Collected data:
--------------------

use std::path::PathBuf;
use std::time::Duration;
use thiserror::Error;

#[derive(Error, Debug)]
pub enum ConfigError {
    #[error("Failed to read config file '{path}': {source}")]
    ReadFile {
        path: PathBuf,
        source: std::io::Error,
    },

    #[error("Failed to parse config: {0}")]
    Parse(#[from] serde_yaml::Error),

    #[error("Role '{role}' is missing a {field}")]
    IncompleteRole { role: String, field: &'static str },

    #[error("Unknown provider '{provider}' configured for role '{role}'")]
    UnknownProvider { role: String, provider: String },

    #[error("Retry base delay must be greater than zero")]
    ZeroBaseDelay,
}

/// Failure reported by a model backend. Carries an HTTP-like status when the
/// backend has one so the classifier can look at it.
#[derive(Error, Debug)]
pub enum ProviderError {
    #[error("Execution timed out after {0:?}")]
    Timeout(Duration),

    #[error("IO error: {0}")]
    Io(#[from] std::io::Error),

    #[error("Process failed with exit code {code}: {stderr}")]
    NonZeroExit { code: i32, stderr: String },

    #[error("HTTP {status}: {message}")]
    Http { status: u16, message: String },

    #[error("Network error: {0}")]
    Network(String),

    #[error("Invalid response: {0}")]
    InvalidResponse(String),

    #[error("{message}")]
    Other {
        message: String,
        status: Option<u16>,
    },
}

impl ProviderError {
    pub fn status(&self) -> Option<u16> {
        match self {
            ProviderError::Http { status, .. } => Some(*status),
            ProviderError::Other { status, .. } => *status,
            _ => None,
        }
    }

    /// Map a reqwest failure. `timeout` is the limit the client was built
    /// with, reported back when the request hit it.
    pub fn from_reqwest(err: reqwest::Error, timeout: Duration) -> Self {
        if let Some(status) = err.status() {
            return ProviderError::Http {
                status: status.as_u16(),
                message: err.to_string(),
            };
        }
        if err.is_timeout() {
            return ProviderError::Timeout(timeout);
        }
        if err.is_decode() {
            return ProviderError::InvalidResponse(err.to_string());
        }
        ProviderError::Network(err.to_string())
    }
}

#[derive(Error, Debug)]
pub enum RetryError {
    /// Non-retryable failure, passed through as-is.
    #[error(transparent)]
    Fatal(ProviderError),

    #[error("{source} (gave up after {attempts} attempts)")]
    Exhausted {
        attempts: u32,
        #[source]
        source: ProviderError,
    },

    #[error("Cancelled after {attempts} attempts")]
    Cancelled { attempts: u32 },
}

#[derive(Error, Debug)]
pub enum ParserError {
    #[error("Could not recover a subtask batch from model output: {preview}")]
    MalformedOutput { preview: String },

    #[error("Subtask {index} failed validation: {reason}")]
    SchemaViolation { index: usize, reason: String },
}

#[derive(Error, Debug)]
pub enum TelemetryError {
    #[error("IO error: {0}")]
    Io(#[from] std::io::Error),

    #[error("Serialization error: {0}")]
    Serialize(#[from] serde_json::Error),
}

#[derive(Error, Debug)]
pub enum ExpandError {
    #[error("No model provider produced a response; check configured models and API keys")]
    NoProviderAvailable,

    #[error("Generation was cancelled")]
    Cancelled,

    #[error("Model returned an unexpected payload: {0}")]
    UnexpectedPayload(String),

    #[error(transparent)]
    Parser(#[from] ParserError),

    #[error("Failed to read prompt file '{path}': {source}")]
    PromptFile {
        path: PathBuf,
        source: std::io::Error,
    },
}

--------------------

== TASK TO COMPLETE ==
Go through the entries above, and wherever a line holds the word "path", copy that line.

== EXPECTED OUTPUT ==
use std::path::PathBuf;
    #[error("Failed to read config file '{path}': {source}")]
        path: PathBuf,
    #[error("Failed to read prompt file '{path}': {source}")]
        path: PathBuf,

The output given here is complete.